== PROBLEM TO WORK ON ==
Only lines containing the string "scoped" belong in the answer; copy all of them from the entries.

== SUPPLIED DATA ==
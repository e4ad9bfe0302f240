//! redb table definitions for the geoflow metrics store.
//!
//! Each table uses `&str` keys and `&[u8]` values (JSON rows).
//! Time-bucketed keys zero-pad the timestamp so key order is chronological.

use std::fmt;
use std::str::FromStr;

use redb::TableDefinition;

use crate::error::StoreError;

/// Datacenter profiles keyed by `{provider}:{region}`.
pub const DATACENTER_INFO: TableDefinition<&str, &[u8]> = TableDefinition::new("datacenter_info");

/// Grid carbon intensity keyed by `{provider}:{region}:{timestamp}`.
pub const GRID_CARBON: TableDefinition<&str, &[u8]> = TableDefinition::new("grid_carbon");

/// Region-pair latency keyed by `{provider}:{region}:{provider}:{region}:{timestamp}`.
pub const NETWORK_LATENCY: TableDefinition<&str, &[u8]> = TableDefinition::new("network_latency");

/// Region-pair transmission carbon keyed by `{provider}:{region}:{provider}:{region}`.
pub const TRANSMISSION_CARBON: TableDefinition<&str, &[u8]> =
    TableDefinition::new("transmission_carbon");

/// Workflow structure and placement constraints keyed by `{workflow_id}`.
pub const WORKFLOW_CONFIG: TableDefinition<&str, &[u8]> = TableDefinition::new("workflow_config");

/// Recorded execution and invocation summaries keyed by `{workflow_id}`.
pub const WORKFLOW_STATISTICS: TableDefinition<&str, &[u8]> =
    TableDefinition::new("workflow_statistics");

/// Addressable tables of the metrics store.
#[derive(Debug, Clone, Copy, PartialEq, Eq, Hash)]
pub enum Table {
    DatacenterInfo,
    GridCarbon,
    NetworkLatency,
    TransmissionCarbon,
    WorkflowConfig,
    WorkflowStatistics,
}

impl Table {
    pub const ALL: [Table; 6] = [
        Table::DatacenterInfo,
        Table::GridCarbon,
        Table::NetworkLatency,
        Table::TransmissionCarbon,
        Table::WorkflowConfig,
        Table::WorkflowStatistics,
    ];

    pub fn name(self) -> &'static str {
        match self {
            Table::DatacenterInfo => "datacenter_info",
            Table::GridCarbon => "grid_carbon",
            Table::NetworkLatency => "network_latency",
            Table::TransmissionCarbon => "transmission_carbon",
            Table::WorkflowConfig => "workflow_config",
            Table::WorkflowStatistics => "workflow_statistics",
        }
    }

    pub(crate) fn definition(self) -> TableDefinition<'static, &'static str, &'static [u8]> {
        match self {
            Table::DatacenterInfo => DATACENTER_INFO,
            Table::GridCarbon => GRID_CARBON,
            Table::NetworkLatency => NETWORK_LATENCY,
            Table::TransmissionCarbon => TRANSMISSION_CARBON,
            Table::WorkflowConfig => WORKFLOW_CONFIG,
            Table::WorkflowStatistics => WORKFLOW_STATISTICS,
        }
    }
}

impl fmt::Display for Table {
    fn fmt(&self, f: &mut fmt::Formatter<'_>) -> fmt::Result {
        f.write_str(self.name())
    }
}

impl FromStr for Table {
    type Err = StoreError;

    fn from_str(s: &str) -> Result<Self, Self::Err> {
        Table::ALL
            .into_iter()
            .find(|t| t.name() == s)
            .ok_or_else(|| StoreError::UnknownTable(s.to_string()))
    }
}

/// Key for a region-scoped row.
pub fn region_key(provider: &str, region: &str) -> String {
    format!("{provider}:{region}")
}

/// Key for a time-bucketed region-scoped row.
pub fn region_time_key(provider: &str, region: &str, timestamp: u64) -> String {
    format!("{provider}:{region}:{timestamp:020}")
}

/// Key for a region-pair row.
pub fn pair_key(from: (&str, &str), to: (&str, &str)) -> String {
    format!("{}:{}:{}:{}", from.0, from.1, to.0, to.1)
}

/// Key for a time-bucketed region-pair row.
pub fn pair_time_key(from: (&str, &str), to: (&str, &str), timestamp: u64) -> String {
    format!("{}:{timestamp:020}", pair_key(from, to))
}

== SOLUTION ==
/// Key for a region-scoped row.
/// Key for a time-bucketed region-scoped row.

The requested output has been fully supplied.